The investigation said that the urine samples of 12 Russian medalists at the Sochi Winter Olympics, where Russia won 33 medals, showed signs of tampering. That was typically detected through DNA inconsistencies in the urine or scratches on the inside of the cap of the sample. And 15 medalists during the 2012 London Olympics, where Russia won 72 medals, had samples that had been tampered with.
”It was a cover-up that evolved from uncontrolled chaos to an institutionalized and disciplined medal-winning conspiracy,” McLaren explained. The investigation claims that the scheme’s participants included the Russian Sports Ministry, the FSB intelligence service, and, somewhat ironically, the country’s own anti-doping agency.
A previous report had already documented how during the Sochi Games, Russian athletes had their urine samples snuck out of labs through “mouse holes,” opened up using a technique that allows the seal to stay intact, replaced with clean urine, and then placed back in the lab. The report claimed that the process was overseen by Russian secret service agents disguised as sewer engineers.
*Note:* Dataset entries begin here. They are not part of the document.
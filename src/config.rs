use anyhow::{bail, Result};
use serde::{Deserialize, Serialize};
use std::fs;
use std::path::PathBuf;

/// Persisted CLI defaults, so a `select` invocation doesn't need to repeat
/// the same flags every time.
#[derive(Default, Deserialize, Serialize)]
pub struct Config {
    pub default_spec: Option<String>,
    pub merge_output_format: Option<String>,
    #[serde(default)]
    pub allow_multiple_audio_streams: bool,
    #[serde(default)]
    pub allow_multiple_video_streams: bool,
}

impl Config {
    pub fn load() -> Result<Option<Self>> {
        let path = Config::assert_config_file_path(true)?;

        if let Some(p) = path {
            if p.exists() {
                let content = fs::read_to_string(p)?;
                return Ok(Some(toml::from_str(&content)?));
            }
        }
        Ok(None)
    }

    pub fn write(&self) -> Result<()> {
        let path = Config::assert_config_file_path(false)?.unwrap();
        Ok(fs::write(path, toml::to_string(self)?)?)
    }

    pub fn config_file_path() -> Option<PathBuf> {
        dirs::config_dir().map(|config_dir| config_dir.join("fmtsel.conf"))
    }

    fn assert_config_file_path(ignore_non_existing_config_dir: bool) -> Result<Option<PathBuf>> {
        let Some(path) = Config::config_file_path() else {
            if ignore_non_existing_config_dir {
                return Ok(None);
            }
            bail!("Cannot find config directory")
        };

        if path.exists() && path.is_dir() {
            bail!(
                "Config path ({}) is a directory (must be a normal file)",
                path.to_string_lossy()
            )
        }

        Ok(Some(path))
    }
}
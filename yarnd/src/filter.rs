//! The filter algebra behind `game list`.
//!
//! A filter is one `(rule, value)` pair. A group of filters is their
//! intersection, a union of groups is the set union of the groups' results.
//! Which rules exist is decided by whoever owns the resolver; the container
//! registers its rules against its indices at construction.

use serde_json::Value;
use std::collections::{BTreeSet, HashMap};

use crate::error::{Error, Result};

pub const INVALID_FILTER_ARG: &str = "filters must be expressed as a JSON object or array";

/// A filter value. Rules decide which variant they accept.
#[derive(Debug, Clone, PartialEq)]
pub enum FilterValue {
    String(String),
    Bool(bool),
    UInt(u64),
}

/// One criterion, e.g. `("is_running", Bool(true))`.
#[derive(Debug, Clone)]
pub struct Filter {
    pub rule: String,
    pub value: FilterValue,
}

/// Filters whose results are intersected.
pub type Group = Vec<Filter>;

/// Groups whose results are united.
pub type Union = Vec<Group>;

/// Parses the wire shape of a filter union: a single JSON object (one group)
/// or an array of objects (a union of groups.)
pub fn parse_union(value: &Value) -> Result<Union> {
    match value {
        Value::Object(_) => Ok(vec![parse_group(value)?]),
        Value::Array(groups) => groups.iter().map(parse_group).collect(),
        _ => Err(Error::Invalid(INVALID_FILTER_ARG.to_string())),
    }
}

fn parse_group(value: &Value) -> Result<Group> {
    let Value::Object(fields) = value else {
        return Err(Error::Invalid(INVALID_FILTER_ARG.to_string()));
    };

    fields
        .iter()
        .map(|(rule, raw)| {
            let value = match raw {
                Value::String(s) => FilterValue::String(s.clone()),
                Value::Bool(b) => FilterValue::Bool(*b),
                Value::Number(n) => n
                    .as_u64()
                    .map(FilterValue::UInt)
                    .ok_or_else(|| invalid_value(rule))?,
                _ => return Err(invalid_value(rule)),
            };
            Ok(Filter {
                rule: rule.clone(),
                value,
            })
        })
        .collect()
}

fn invalid_value(rule: &str) -> Error {
    Error::Invalid(format!("Invalid value for filter '{rule}'"))
}

type Rule<C, T> = Box<dyn Fn(&C, &FilterValue) -> Option<BTreeSet<T>> + Send + Sync>;

/// Reduces filter unions to id sets against a context `C` (the container's
/// indices.) A rule returns `None` when handed a value of the wrong type.
pub struct FilterResolver<C, T: Ord> {
    rules: HashMap<String, Rule<C, T>>,
}

impl<C, T: Ord + Copy> FilterResolver<C, T> {
    pub fn new() -> FilterResolver<C, T> {
        FilterResolver {
            rules: HashMap::new(),
        }
    }

    /// Registers a rule. Registering the same rule twice is a programming
    /// error, so it panics rather than failing softly.
    pub fn add_rule(
        &mut self,
        rule: &str,
        callback: impl Fn(&C, &FilterValue) -> Option<BTreeSet<T>> + Send + Sync + 'static,
    ) {
        let previous = self.rules.insert(rule.to_string(), Box::new(callback));
        assert!(previous.is_none(), "filter rule '{rule}' was already added");
    }

    fn resolve_filter(&self, context: &C, filter: &Filter) -> Result<BTreeSet<T>> {
        let rule = self
            .rules
            .get(&filter.rule)
            .ok_or_else(|| Error::Invalid(format!("Unsupported filter '{}'", filter.rule)))?;

        rule(context, &filter.value).ok_or_else(|| invalid_value(&filter.rule))
    }

    fn resolve_group(&self, context: &C, group: &Group) -> Result<BTreeSet<T>> {
        let mut intersection: Option<BTreeSet<T>> = None;

        for filter in group {
            let result = self.resolve_filter(context, filter)?;

            // One empty filter empties the whole group; skip the rest.
            if result.is_empty() {
                return Ok(BTreeSet::new());
            }

            intersection = Some(match intersection {
                None => result,
                Some(so_far) => so_far.intersection(&result).copied().collect(),
            });
        }

        Ok(intersection.unwrap_or_default())
    }

    /// Reduces an entire union to one id set.
    pub fn resolve(&self, context: &C, union: &Union) -> Result<BTreeSet<T>> {
        let mut result = BTreeSet::new();
        for group in union {
            result.extend(self.resolve_group(context, group)?);
        }
        Ok(result)
    }
}

#[cfg(test)]
mod tests {
    use super::*;
    use serde_json::json;

    /// Toy context: the numbers 0..10, with rules for evenness and minimum.
    struct Numbers;

    fn resolver() -> FilterResolver<Numbers, u64> {
        let mut resolver = FilterResolver::new();
        resolver.add_rule("even", |_: &Numbers, value| match value {
            FilterValue::Bool(even) => {
                Some((0..10u64).filter(|n| (n % 2 == 0) == *even).collect())
            }
            _ => None,
        });
        resolver.add_rule("at_least", |_: &Numbers, value| match value {
            FilterValue::UInt(min) => Some((*min..10u64).collect()),
            _ => None,
        });
        resolver
    }

    #[test]
    fn group_intersects_and_union_unites() {
        let resolver = resolver();

        let union = parse_union(&json!({"even": true, "at_least": 5})).unwrap();
        let result = resolver.resolve(&Numbers, &union).unwrap();
        assert_eq!(result, BTreeSet::from([6, 8]));

        let union = parse_union(&json!([{"even": true}, {"at_least": 7}])).unwrap();
        let result = resolver.resolve(&Numbers, &union).unwrap();
        assert_eq!(result, BTreeSet::from([0, 2, 4, 6, 7, 8, 9]));
    }

    #[test]
    fn empty_filter_empties_its_group_but_not_the_union() {
        let resolver = resolver();

        // at_least 10 matches nothing, so its group collapses.
        let union = parse_union(&json!([{"even": true, "at_least": 10}, {"at_least": 9}])).unwrap();
        let result = resolver.resolve(&Numbers, &union).unwrap();
        assert_eq!(result, BTreeSet::from([9]));

        // A union of only empty groups is empty.
        let union = parse_union(&json!([{"at_least": 10}])).unwrap();
        assert!(resolver.resolve(&Numbers, &union).unwrap().is_empty());
    }

    #[test]
    fn unknown_rules_and_bad_values_are_rejected() {
        let resolver = resolver();

        let union = parse_union(&json!({"nope": 1})).unwrap();
        let error = resolver.resolve(&Numbers, &union).unwrap_err();
        assert_eq!(error.to_string(), "Unsupported filter 'nope'");

        let union = parse_union(&json!({"even": "yes"})).unwrap();
        let error = resolver.resolve(&Numbers, &union).unwrap_err();
        assert_eq!(error.to_string(), "Invalid value for filter 'even'");
    }

    #[test]
    fn filters_must_be_an_object_or_array() {
        assert!(parse_union(&json!("is_running")).is_err());
        assert!(parse_union(&json!([42])).is_err());
        assert!(parse_union(&json!({})).is_ok());
    }
}
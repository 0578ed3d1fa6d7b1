//! The wire vocabulary that is used consistent across the daemon and its clients.
//! Requests and responses are UTF-8 JSON, each frame terminated by a single NUL byte.
//! Also contains the serde types that cross the wire unchanged.

use serde::{Deserialize, Serialize};

/// Terminates every request and every response frame in both directions.
pub const FRAME_DELIMITER: u8 = 0x00;

// Response status codes. These follow the HTTP convention without being HTTP.

/// The request was served.
pub const STATUS_SUCCESS: u16 = 200;
/// The request was malformed or carried a bad argument.
pub const STATUS_INVALID: u16 = 400;
/// The addressed game, entity, dump or scope does not exist.
pub const STATUS_NOT_FOUND: u16 = 404;
/// The request collides with something that already exists (e.g. a taken player name.)
pub const STATUS_CONFLICT: u16 = 409;
/// Something unexpected failed inside the daemon.
pub const STATUS_INTERNAL_ERROR: u16 = 500;
/// The operation is valid but the addressed driver or feature is disabled.
pub const STATUS_UNSUPPORTED: u16 = 501;

// The four envelope keys. Keys are matched case-insensitively.

pub const KEY_METHOD: &str = "method";
pub const KEY_SCOPE: &str = "scope";
pub const KEY_ACTION: &str = "action";
pub const KEY_ARGS: &str = "args";

/// The action that is resolved when a request leaves "action" out.
pub const DEFAULT_ACTION: &str = "default";

/// Output that carries no explicit channel lands here.
pub const DEFAULT_OUTPUT_CHANNEL: &str = "notifications";

/// The five request methods. Method values are matched case-insensitively.
#[derive(Debug, Clone, Copy, PartialEq, Eq, Hash)]
pub enum Method {
    Get,
    Post,
    Put,
    Set,
    Delete,
}

impl Method {
    /// Parses an already lowercased method value.
    pub fn parse(value: &str) -> Option<Method> {
        match value {
            "get" => Some(Method::Get),
            "post" => Some(Method::Post),
            "put" => Some(Method::Put),
            "set" => Some(Method::Set),
            "delete" => Some(Method::Delete),
            _ => None,
        }
    }

    pub fn as_str(&self) -> &'static str {
        match self {
            Method::Get => "get",
            Method::Post => "post",
            Method::Put => "put",
            Method::Set => "set",
            Method::Delete => "delete",
        }
    }
}

/// A semantic version triple, as reported by `global get statistics`.
#[derive(Debug, Clone, Copy, Serialize, Deserialize)]
pub struct Version {
    pub major: u64,
    pub minor: u64,
    pub patch: u64,
}

/// One message held in (or popped from) an entity's output buffer.
///
/// `order` is assigned by the output driver and increases strictly within
/// one `(game, entity, channel)` buffer.
#[derive(Debug, Clone, PartialEq, Eq, Serialize, Deserialize)]
pub struct OutputMessage {
    pub timestamp: u64,
    pub order: u64,
    pub content: String,
}

/// What the pub/sub output driver publishes for every pushed message.
#[derive(Debug, Clone, Serialize, Deserialize)]
pub struct PublishedOutput {
    /// The configured stream tag, so one subscriber can fan in several daemons.
    pub stream: String,
    pub game_id: u64,
    pub entity: String,
    pub channel: String,
    pub message: OutputMessage,
}

/// A player command accepted on the pub/sub input stream.
#[derive(Debug, Clone, Serialize, Deserialize)]
pub struct PublishedCommand {
    pub game_id: u64,
    pub entity: String,
    pub command: String,
}
//! In-process extensions.
//!
//! An extension bundles additional scope controllers and output drivers.
//! Extensions are plain Rust values handed to the loader (there is no
//! stable ABI to pull them out of shared objects); loading registers their
//! pieces, unloading removes them again. Built-in scopes and drivers are
//! protected: an extension that collides with one fails to load, and
//! whatever it had registered up to that point is rolled back.

use std::collections::HashMap;
use std::sync::{Arc, Mutex};

use crate::dispatcher::Dispatcher;
use crate::error::{Error, Result};
use crate::io::{Drivers, OutputDriver};
use crate::scopes::ScopeController;

pub struct Extension {
    pub name: String,
    pub scopes: Vec<Arc<dyn ScopeController>>,
    pub output_drivers: Vec<Arc<dyn OutputDriver>>,
}

struct LoadedExtension {
    scopes: Vec<String>,
    output_drivers: Vec<String>,
}

pub struct ExtensionLoader {
    dispatcher: Arc<Dispatcher>,
    drivers: Arc<Drivers>,
    loaded: Mutex<HashMap<String, LoadedExtension>>,
}

impl ExtensionLoader {
    pub fn new(dispatcher: Arc<Dispatcher>, drivers: Arc<Drivers>) -> ExtensionLoader {
        ExtensionLoader {
            dispatcher,
            drivers,
            loaded: Mutex::new(HashMap::new()),
        }
    }

    /// Registers everything the extension carries. All or nothing: a name
    /// collision rolls back the pieces already registered.
    pub fn load(&self, extension: Extension) -> Result<()> {
        let mut loaded = self.loaded.lock().unwrap();
        if loaded.contains_key(&extension.name) {
            return Err(Error::Conflict(format!(
                "extension '{}' is already loaded",
                extension.name
            )));
        }

        let mut record = LoadedExtension {
            scopes: Vec::new(),
            output_drivers: Vec::new(),
        };

        for scope in &extension.scopes {
            if let Err(error) = self.dispatcher.register_scope(Arc::clone(scope)) {
                self.rollback(&record);
                return Err(error);
            }
            record.scopes.push(scope.name().to_string());
        }

        for driver in &extension.output_drivers {
            if let Err(error) = self.drivers.register_output(Arc::clone(driver)) {
                self.rollback(&record);
                return Err(error);
            }
            record.output_drivers.push(driver.name().to_string());
        }

        tracing::info!(
            extension = extension.name,
            scopes = record.scopes.len(),
            output_drivers = record.output_drivers.len(),
            "Extension loaded."
        );
        loaded.insert(extension.name, record);
        Ok(())
    }

    /// Unregisters everything a previously loaded extension carries.
    pub fn unload(&self, name: &str) -> Result<()> {
        let record = self
            .loaded
            .lock()
            .unwrap()
            .remove(name)
            .ok_or_else(|| Error::NotFound(format!("extension '{name}' is not loaded")))?;

        self.rollback(&record);
        tracing::info!(extension = name, "Extension unloaded.");
        Ok(())
    }

    fn rollback(&self, record: &LoadedExtension) {
        for scope in &record.scopes {
            self.dispatcher.unregister_scope(scope);
        }
        for driver in &record.output_drivers {
            self.drivers.unregister_output(driver);
        }
    }
}
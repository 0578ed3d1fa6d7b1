//! Scope controllers: the request-facing surface of the daemon.
//!
//! Each controller serves one scope and maps `(method, action)` pairs onto
//! handlers. Handlers parse their own arguments, talk to the container and
//! shape a [`Response`]; every error they return is rendered to the wire and
//! none ever escapes.

pub mod entity;
pub mod game;
pub mod global;
pub mod player;

pub use entity::{EntityClass, EntityController};
pub use game::{DUMPED_GAME_NOT_FOUND, DUMPED_GAME_SLOT_NOT_FOUND, GameController};
pub use global::GlobalController;
pub use player::{PLAYER_NOT_FOUND, PlayerController};

use futures_util::future::BoxFuture;
use protocol::{DEFAULT_ACTION, Method, STATUS_NOT_FOUND};
use serde_json::Value;

use crate::response::Response;

pub const METHOD_NOT_FOUND: &str = "method not found";
pub const ACTION_NOT_FOUND: &str = "action not found";
pub const INVALID_ARGUMENTS: &str = "args must be a valid JSON object";
pub const GAME_NOT_FOUND: &str = "game not found";

/// One routing scope. `resolve` owns the full method/action table of the
/// scope, including the not-found responses for unknown entries.
pub trait ScopeController: Send + Sync {
    /// The name this scope is addressed by in requests.
    fn name(&self) -> &str;

    /// Serves one request. `method` and `action` arrive lowercased; a
    /// request without an action arrives as the default action.
    fn resolve<'a>(
        &'a self,
        method: Method,
        action: &'a str,
        args: &'a Value,
    ) -> BoxFuture<'a, Response>;
}

/// The response for a `(method, action)` pair that is not in the table.
/// `known_methods` are the methods the scope serves at all; anything else is
/// a method miss rather than an action miss.
pub(crate) fn unmatched(known_methods: &[Method], method: Method, action: &str) -> Response {
    if !known_methods.contains(&method) {
        return Response::error(STATUS_NOT_FOUND, METHOD_NOT_FOUND);
    }

    if action == DEFAULT_ACTION {
        Response::error(
            STATUS_NOT_FOUND,
            format!("no default action for method {}", method.as_str()),
        )
    } else {
        Response::error(STATUS_NOT_FOUND, ACTION_NOT_FOUND)
    }
}
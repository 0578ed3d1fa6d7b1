//! The `global` scope: daemon-wide settings, statistics and fleet state.

use futures_util::future::BoxFuture;
use protocol::{Method, STATUS_UNSUPPORTED, Version};
use serde_json::Value;
use std::sync::Arc;

use crate::config::Config;
use crate::container::{GameContainer, STATE_DISABLED};
use crate::response::Response;
use crate::scopes::{ScopeController, unmatched};

const KNOWN_METHODS: &[Method] = &[Method::Get, Method::Post];

pub struct GlobalController {
    container: Arc<GameContainer>,
    config: Arc<Config>,
}

impl GlobalController {
    pub fn new(container: Arc<GameContainer>, config: Arc<Config>) -> GlobalController {
        GlobalController { container, config }
    }

    /// Every non-hidden setting with its value.
    fn get_config(&self) -> Response {
        Response::ok().with("config", Value::Object(self.config.settings()))
    }

    fn statistics(&self) -> Response {
        let daemon_version = Version {
            major: parse_version(env!("CARGO_PKG_VERSION_MAJOR")),
            minor: parse_version(env!("CARGO_PKG_VERSION_MINOR")),
            patch: parse_version(env!("CARGO_PKG_VERSION_PATCH")),
        };
        let (major, minor, patch) = tale_engine::version();

        Response::ok()
            .with("players", self.container.num_players())
            .with("version", serde_json::to_value(daemon_version).unwrap_or(Value::Null))
            .with(
                "lib_version",
                serde_json::to_value(Version {
                    major,
                    minor,
                    patch,
                })
                .unwrap_or(Value::Null),
            )
    }

    /// Dumps the whole fleet. Per-game failures are logged, not reported.
    async fn dump(&self) -> Response {
        if !self.config.state.enabled {
            return Response::error(STATUS_UNSUPPORTED, STATE_DISABLED);
        }

        self.container.dump().await;
        Response::ok()
    }

    /// Restores the whole fleet, merging dumped games into the live set.
    async fn restore(&self) -> Response {
        self.container.restore().await.map(|_| Response::ok()).into()
    }
}

fn parse_version(raw: &str) -> u64 {
    raw.parse().unwrap_or(0)
}

impl ScopeController for GlobalController {
    fn name(&self) -> &str {
        "global"
    }

    fn resolve<'a>(
        &'a self,
        method: Method,
        action: &'a str,
        _args: &'a Value,
    ) -> BoxFuture<'a, Response> {
        Box::pin(async move {
            match (method, action) {
                (Method::Get, "config") => self.get_config(),
                (Method::Get, "statistics") => self.statistics(),
                (Method::Post, "dump") => self.dump().await,
                (Method::Post, "restore") => self.restore().await,
                _ => unmatched(KNOWN_METHODS, method, action),
            }
        })
    }
}
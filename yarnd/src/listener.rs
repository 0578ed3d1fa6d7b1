//! The per-game input listener.
//!
//! One coordinator task per game drives every player through the same cycle:
//! read one command from the input buffer, execute it, read the next. The
//! coordinator keeps one [`PlayerTask`] per player and polls it every few
//! milliseconds; at most one command per player is ever in flight, so
//! per-player ordering is strict, while different players of the same game
//! execute concurrently.
//!
//! Teardown is cooperative. `unsubscribe` only marks an entry inactive and
//! resolves the player's pending read; the coordinator notices the finished
//! in-flight task on its next pass, runs the one-shot callback and drops the
//! entry. Nothing here ever blocks a request-serving task.

use std::collections::HashMap;
use std::sync::Arc;
use std::sync::atomic::{AtomicBool, Ordering};
use std::time::Duration;
use tale_engine::Game;
use tokio::sync::Mutex;
use tokio::task::JoinHandle;

/// How long the coordinator sleeps between passes.
const POLL_INTERVAL: Duration = Duration::from_millis(10);

/// Runs after a player's in-flight command has finished, exactly once.
pub type AfterCommand = Box<dyn FnOnce() + Send>;

struct PlayerTask {
    /// Cleared by `unsubscribe`; an inactive entry is torn down by the
    /// coordinator as soon as its in-flight command has finished.
    active: bool,
    /// True once the first in-flight command has been issued.
    initialized: bool,
    in_flight: Option<JoinHandle<bool>>,
    after_command: Option<AfterCommand>,
}

impl PlayerTask {
    fn new() -> PlayerTask {
        PlayerTask {
            active: true,
            initialized: false,
            in_flight: None,
            after_command: None,
        }
    }

    /// Ready for another pass: never armed, or the last command finished.
    fn ready(&self) -> bool {
        !self.initialized || self.in_flight.as_ref().is_none_or(|h| h.is_finished())
    }
}

pub struct InputListener {
    game: Arc<Game>,
    on: Arc<AtomicBool>,
    tasks: Arc<Mutex<HashMap<String, PlayerTask>>>,
    coordinator: Mutex<Option<JoinHandle<()>>>,
}

impl InputListener {
    pub fn new(game: Arc<Game>) -> InputListener {
        InputListener {
            game,
            on: Arc::new(AtomicBool::new(false)),
            tasks: Arc::new(Mutex::new(HashMap::new())),
            coordinator: Mutex::new(None),
        }
    }

    /// Starts listening for this player's commands. May be called before or
    /// after `start`.
    pub async fn subscribe(&self, player: &str) {
        self.tasks
            .lock()
            .await
            .insert(player.to_string(), PlayerTask::new());
    }

    /// Stops listening for this player's commands. The pending read (if any)
    /// is resolved empty; the entry itself is removed by the coordinator once
    /// the in-flight command has finished, after which `after_command` runs.
    ///
    /// When the coordinator is not running there is nothing in flight, so
    /// teardown happens inline.
    pub async fn unsubscribe(&self, player: &str, after_command: Option<AfterCommand>) {
        let mut tasks = self.tasks.lock().await;
        self.game.kill_input(player);

        if self.on.load(Ordering::SeqCst) {
            if let Some(entry) = tasks.get_mut(player) {
                entry.active = false;
                entry.after_command = after_command;
                return;
            }
        }

        tasks.remove(player);
        drop(tasks);
        if let Some(callback) = after_command {
            callback();
        }
    }

    /// Launches the coordinator. Idempotent; on first start the task map is
    /// seeded with every player currently in the game.
    pub async fn start(&self) {
        if self.on.swap(true, Ordering::SeqCst) {
            return;
        }

        {
            let mut tasks = self.tasks.lock().await;
            for player in self.game.players() {
                tasks.entry(player).or_insert_with(PlayerTask::new);
            }
        }

        let on = Arc::clone(&self.on);
        let game = Arc::clone(&self.game);
        let tasks = Arc::clone(&self.tasks);

        *self.coordinator.lock().await = Some(tokio::spawn(async move {
            while on.load(Ordering::SeqCst) {
                let mut map = tasks.lock().await;
                let players: Vec<String> = map.keys().cloned().collect();

                for player in players {
                    let Some(entry) = map.get_mut(&player) else {
                        continue;
                    };
                    if !entry.ready() {
                        continue;
                    }

                    if entry.active {
                        let game = Arc::clone(&game);
                        let name = player.clone();
                        entry.in_flight =
                            Some(tokio::spawn(
                                async move { game.process_command(&name).await },
                            ));
                        entry.initialized = true;
                    } else {
                        // The player left. The in-flight command (if any)
                        // has already finished, so joining it is immediate.
                        if let Some(handle) = entry.in_flight.take() {
                            let _ = handle.await;
                        }
                        if let Some(callback) = entry.after_command.take() {
                            callback();
                        }
                        map.remove(&player);
                    }
                }

                drop(map);
                tokio::time::sleep(POLL_INTERVAL).await;
            }
        }));
    }

    /// Stops the coordinator and joins every in-flight command. Safe to call
    /// when never started, and from game teardown.
    pub async fn stop(&self) {
        if self.on.swap(false, Ordering::SeqCst) {
            if let Some(handle) = self.coordinator.lock().await.take() {
                let _ = handle.await;
            }
        }

        let mut tasks = self.tasks.lock().await;

        // Resolve every pending read so the in-flight tasks can finish. The
        // input buffers themselves stay untouched; anything unconsumed is
        // picked up on the next start.
        for (player, entry) in tasks.iter() {
            if entry.in_flight.is_some() {
                self.game.kill_input(player);
            }
        }

        for entry in tasks.values_mut() {
            if let Some(handle) = entry.in_flight.take() {
                let _ = handle.await;
            }
            entry.initialized = false;
        }

        // Finish any teardown the coordinator didn't get to.
        let leaving: Vec<String> = tasks
            .iter()
            .filter(|(_, entry)| !entry.active)
            .map(|(player, _)| player.clone())
            .collect();
        for player in leaving {
            if let Some(mut entry) = tasks.remove(&player) {
                if let Some(callback) = entry.after_command.take() {
                    callback();
                }
            }
        }
    }

    pub fn is_on(&self) -> bool {
        self.on.load(Ordering::SeqCst)
    }
}
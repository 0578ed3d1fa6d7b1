//! The contract between the engine and whoever hosts it.
//!
//! The engine never owns sockets or buffers itself. The host hands in one
//! [`OutputSink`] and one [`InputFeed`] per game; both are addressed purely
//! by entity name, so streams carry no reference back into the world and no
//! reference cycles can form. The host side knows which game the pair
//! belongs to.

use std::sync::Arc;

/// Receives every completed output message the game produces.
///
/// The engine terminates each message with a newline before handing it over,
/// so one call equals one line a player would see.
pub trait OutputSink: Send + Sync {
    fn send(&self, entity: &str, channel: &str, content: &str);
}

/// Non-blocking view of the pending command for an entity.
///
/// The engine polls this while a player read is outstanding. Returning
/// `Some` drains the command; the at-most-one-slot semantics live on the
/// host side.
pub trait InputFeed: Send + Sync {
    fn try_consume(&self, entity: &str) -> Option<String>;
}

/// The I/O pair a game is constructed with.
#[derive(Clone)]
pub struct IoBindings {
    pub output: Arc<dyn OutputSink>,
    pub input: Arc<dyn InputFeed>,
}

/// Sink that drops everything. Handy for tests and for tools that only
/// inspect world state.
pub struct NullSink;

impl OutputSink for NullSink {
    fn send(&self, _entity: &str, _channel: &str, _content: &str) {}
}

/// Feed that never yields a command.
pub struct EmptyFeed;

impl InputFeed for EmptyFeed {
    fn try_consume(&self, _entity: &str) -> Option<String> {
        None
    }
}

impl IoBindings {
    /// Bindings that read nothing and write nowhere.
    pub fn disconnected() -> IoBindings {
        IoBindings {
            output: Arc::new(NullSink),
            input: Arc::new(EmptyFeed),
        }
    }
}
The revelations shocked the world, and sports officials across the international community called for harsh penalties against Russia — including banning the country from the Olympics altogether until they cleaned up their act.
OARs — Olympic Athletes from Russia — are the result of an awkward compromise
The IOC decided a total ban wasn’t fair to Russian athletes who hadn’t violated doping rules, so it came up with a compromise: Individual Russian athletes could still compete if they could pass a screening process and demonstrate that they hadn’t violated doping rules.
And those who did get to compete would have to do so under a specially designated status — they’d be there as individuals who happen to be Russian, rather than as official representatives of Russia.
Which is how we ended up with OARs: Olympic Athletes from Russia.